[Required action]: What is the number of lines below that contain the word "pages"? Give only that number.

[Collected data entries]

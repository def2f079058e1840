//! Injected cryptographic capability
//!
//! Everything that touches a primitive (randomness, AEAD, HMAC, secp256k1)
//! goes through [`CryptoProvider`]. [`RustCryptoProvider`] backs it with the
//! RustCrypto crates; [`SeededProvider`] swaps in a seeded RNG so tests get
//! reproducible keys and uploads.

use std::sync::Mutex;

use chacha20poly1305::{
    aead::{Aead, KeyInit},
    XChaCha20Poly1305, XNonce,
};
use folio_core::{check_length, FolioError, FolioResult, MAC_SIZE, PUBLIC_KEY_SIZE};
use hmac::{Hmac, Mac};
use k256::elliptic_curve::sec1::ToEncodedPoint;
use rand::{rngs::StdRng, RngCore, SeedableRng};
use sha2::Sha256;
use subtle::ConstantTimeEq;
use zeroize::Zeroizing;

use crate::identity::KeyPair;
use crate::{KEY_SIZE, NONCE_SIZE, SECRET_KEY_SIZE, SHARED_SECRET_SIZE};

type HmacSha256 = Hmac<Sha256>;

/// Cryptographic operations needed by the packing pipeline.
///
/// Implementations must be stateless from the caller's point of view: every
/// method depends only on its arguments (and, for randomness, an internal
/// RNG), so pages can be processed from any thread.
pub trait CryptoProvider: Send + Sync {
    /// Fill `buf` with uniformly random bytes.
    fn fill_random(&self, buf: &mut [u8]);

    /// XChaCha20-Poly1305 encrypt. Output is ciphertext with the 16-byte tag appended.
    fn seal(
        &self,
        key: &[u8; KEY_SIZE],
        nonce: &[u8; NONCE_SIZE],
        plaintext: &[u8],
    ) -> FolioResult<Vec<u8>>;

    /// XChaCha20-Poly1305 decrypt. Fails with an authentication error on tag mismatch.
    fn open(
        &self,
        key: &[u8; KEY_SIZE],
        nonce: &[u8; NONCE_SIZE],
        ciphertext: &[u8],
    ) -> FolioResult<Vec<u8>>;

    /// HMAC-SHA256 of `message` under `key`.
    fn hmac(&self, key: &[u8], message: &[u8]) -> FolioResult<[u8; MAC_SIZE]>;

    /// Constant-time check of `tag` against HMAC-SHA256(key, message).
    fn verify_hmac(&self, key: &[u8], message: &[u8], tag: &[u8]) -> FolioResult<bool> {
        let expected = self.hmac(key, message)?;
        Ok(expected[..].ct_eq(tag).into())
    }

    /// Load a secp256k1 private scalar and derive its public key.
    fn import_secret_key(&self, secret: &[u8]) -> FolioResult<KeyPair>;

    /// Generate a fresh secp256k1 key pair from this provider's randomness.
    fn generate_key_pair(&self) -> KeyPair {
        let mut candidate = Zeroizing::new([0u8; SECRET_KEY_SIZE]);
        loop {
            self.fill_random(&mut candidate[..]);
            // Zero and out-of-range scalars are rejected; resample
            if let Ok(pair) = self.import_secret_key(&candidate[..]) {
                return pair;
            }
        }
    }

    /// ECDH shared secret (x-coordinate) between `own` and a peer public key.
    fn ecdh(
        &self,
        own: &KeyPair,
        peer_public: &[u8],
    ) -> FolioResult<Zeroizing<[u8; SHARED_SECRET_SIZE]>>;
}

/// Production provider backed by the RustCrypto crates and the OS RNG.
#[derive(Debug, Default, Clone, Copy)]
pub struct RustCryptoProvider;

impl RustCryptoProvider {
    pub fn new() -> Self {
        Self
    }
}

impl CryptoProvider for RustCryptoProvider {
    fn fill_random(&self, buf: &mut [u8]) {
        rand::rngs::OsRng.fill_bytes(buf);
    }

    fn seal(
        &self,
        key: &[u8; KEY_SIZE],
        nonce: &[u8; NONCE_SIZE],
        plaintext: &[u8],
    ) -> FolioResult<Vec<u8>> {
        let cipher = XChaCha20Poly1305::new(key.into());
        cipher
            .encrypt(XNonce::from_slice(nonce), plaintext)
            .map_err(|e| FolioError::Other(anyhow::anyhow!("encryption failed: {e}")))
    }

    fn open(
        &self,
        key: &[u8; KEY_SIZE],
        nonce: &[u8; NONCE_SIZE],
        ciphertext: &[u8],
    ) -> FolioResult<Vec<u8>> {
        let cipher = XChaCha20Poly1305::new(key.into());
        cipher
            .decrypt(XNonce::from_slice(nonce), ciphertext)
            .map_err(|_| FolioError::Authentication {
                what: "AEAD ciphertext",
            })
    }

    fn hmac(&self, key: &[u8], message: &[u8]) -> FolioResult<[u8; MAC_SIZE]> {
        let mut mac = <HmacSha256 as Mac>::new_from_slice(key)
            .map_err(|e| FolioError::Other(anyhow::anyhow!("HMAC key: {e}")))?;
        mac.update(message);
        Ok(mac.finalize().into_bytes().into())
    }

    fn import_secret_key(&self, secret: &[u8]) -> FolioResult<KeyPair> {
        check_length("secret key", secret, SECRET_KEY_SIZE)?;
        let sk = k256::SecretKey::from_slice(secret)
            .map_err(|_| FolioError::malformed("secret key", "scalar out of range"))?;

        let point = sk.public_key().to_encoded_point(false);
        let mut public = [0u8; PUBLIC_KEY_SIZE];
        public.copy_from_slice(point.as_bytes());

        let mut scalar = [0u8; SECRET_KEY_SIZE];
        scalar.copy_from_slice(secret);
        Ok(KeyPair::from_parts(scalar, public))
    }

    fn ecdh(
        &self,
        own: &KeyPair,
        peer_public: &[u8],
    ) -> FolioResult<Zeroizing<[u8; SHARED_SECRET_SIZE]>> {
        let sk = k256::SecretKey::from_slice(own.secret_bytes())
            .map_err(|_| FolioError::malformed("secret key", "scalar out of range"))?;
        let peer = k256::PublicKey::from_sec1_bytes(peer_public)
            .map_err(|_| FolioError::InvalidPublicKey("point not on secp256k1".into()))?;

        let shared = k256::ecdh::diffie_hellman(sk.to_nonzero_scalar(), peer.as_affine());
        let mut out = Zeroizing::new([0u8; SHARED_SECRET_SIZE]);
        out.copy_from_slice(shared.raw_secret_bytes().as_slice());
        Ok(out)
    }
}

/// Provider with a seeded RNG: same seed, same keys, same uploads.
///
/// Primitives are delegated to [`RustCryptoProvider`]. Not for production use.
#[derive(Debug)]
pub struct SeededProvider {
    rng: Mutex<StdRng>,
    inner: RustCryptoProvider,
}

impl SeededProvider {
    pub fn new(seed: u64) -> Self {
        Self {
            rng: Mutex::new(StdRng::seed_from_u64(seed)),
            inner: RustCryptoProvider,
        }
    }
}

impl CryptoProvider for SeededProvider {
    fn fill_random(&self, buf: &mut [u8]) {
        let mut rng = self.rng.lock().unwrap_or_else(|e| e.into_inner());
        rng.fill_bytes(buf);
    }

    fn seal(
        &self,
        key: &[u8; KEY_SIZE],
        nonce: &[u8; NONCE_SIZE],
        plaintext: &[u8],
    ) -> FolioResult<Vec<u8>> {
        self.inner.seal(key, nonce, plaintext)
    }

    fn open(
        &self,
        key: &[u8; KEY_SIZE],
        nonce: &[u8; NONCE_SIZE],
        ciphertext: &[u8],
    ) -> FolioResult<Vec<u8>> {
        self.inner.open(key, nonce, ciphertext)
    }

    fn hmac(&self, key: &[u8], message: &[u8]) -> FolioResult<[u8; MAC_SIZE]> {
        self.inner.hmac(key, message)
    }

    fn import_secret_key(&self, secret: &[u8]) -> FolioResult<KeyPair> {
        self.inner.import_secret_key(secret)
    }

    fn ecdh(
        &self,
        own: &KeyPair,
        peer_public: &[u8],
    ) -> FolioResult<Zeroizing<[u8; SHARED_SECRET_SIZE]>> {
        self.inner.ecdh(own, peer_public)
    }
}
use thiserror::Error;

use crate::id::Id;

pub type FolioResult<T> = Result<T, FolioError>;

/// Coarse classification of a [`FolioError`], for callers that need to tell
/// tampering apart from corruption or a missing document.
#[derive(Debug, Clone, Copy, PartialEq, Eq)]
pub enum ErrorKind {
    /// Wrong-length keys, truncated or undecodable buffers
    MalformedInput,
    /// A MAC or AEAD tag did not verify
    Authentication,
    /// Supplied pages do not match what an Entry references
    ReferentialIntegrity,
    /// Unknown compression codec identifier
    UnsupportedCodec,
    NotFound,
    MissingKey,
    Storage,
    Config,
    Other,
}

#[derive(Debug, Error)]
pub enum FolioError {
    #[error("{what} has wrong length: {actual} bytes (expected {expected})")]
    LengthMismatch {
        what: &'static str,
        expected: usize,
        actual: usize,
    },

    #[error("malformed {what}: {reason}")]
    Malformed { what: &'static str, reason: String },

    #[error("invalid public key: {0}")]
    InvalidPublicKey(String),

    #[error("authentication failed for {what}")]
    Authentication { what: &'static str },

    #[error("page out of order: expected index {expected}, found {actual}")]
    OutOfOrderPage { expected: u32, actual: u32 },

    #[error("entry references {expected} pages, {actual} supplied")]
    PageCountMismatch { expected: usize, actual: usize },

    #[error("page {index} has key {actual}, entry expects {expected}")]
    PageKeyMismatch {
        index: usize,
        expected: Id,
        actual: Id,
    },

    #[error("document {requested} fetched with mismatched content address {actual}")]
    AddressMismatch { requested: Id, actual: Id },

    #[error("unexpected document type: expected {expected}, found {actual}")]
    UnexpectedDocument {
        expected: &'static str,
        actual: &'static str,
    },

    #[error("unsupported compression codec: {0:?}")]
    UnsupportedCodec(String),

    #[error("document not found: {0}")]
    NotFound(Id),

    #[error("no private key for public key {0}")]
    MissingKey(String),

    #[error("storage error: {0}")]
    Storage(String),

    #[error("config error: {0}")]
    Config(String),

    #[error("I/O error: {0}")]
    Io(#[from] std::io::Error),

    #[error(transparent)]
    Other(#[from] anyhow::Error),
}

impl FolioError {
    pub fn malformed(what: &'static str, reason: impl ToString) -> Self {
        Self::Malformed {
            what,
            reason: reason.to_string(),
        }
    }

    /// No private key is held for `public_key`; the message carries its hex.
    pub fn missing_key(public_key: &[u8]) -> Self {
        Self::MissingKey(hex::encode(public_key))
    }

    pub fn kind(&self) -> ErrorKind {
        match self {
            Self::LengthMismatch { .. }
            | Self::Malformed { .. }
            | Self::InvalidPublicKey(_)
            | Self::UnexpectedDocument { .. } => ErrorKind::MalformedInput,
            Self::Authentication { .. } => ErrorKind::Authentication,
            Self::OutOfOrderPage { .. }
            | Self::PageCountMismatch { .. }
            | Self::PageKeyMismatch { .. }
            | Self::AddressMismatch { .. } => ErrorKind::ReferentialIntegrity,
            Self::UnsupportedCodec(_) => ErrorKind::UnsupportedCodec,
            Self::NotFound(_) => ErrorKind::NotFound,
            Self::MissingKey(_) => ErrorKind::MissingKey,
            Self::Storage(_) | Self::Io(_) => ErrorKind::Storage,
            Self::Config(_) => ErrorKind::Config,
            Self::Other(_) => ErrorKind::Other,
        }
    }
}

/// Reject `bytes` unless it is exactly `expected` long.
pub fn check_length(what: &'static str, bytes: &[u8], expected: usize) -> FolioResult<()> {
    if bytes.len() != expected {
        return Err(FolioError::LengthMismatch {
            what,
            expected,
            actual: bytes.len(),
        });
    }
    Ok(())
}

[Finished task]: 3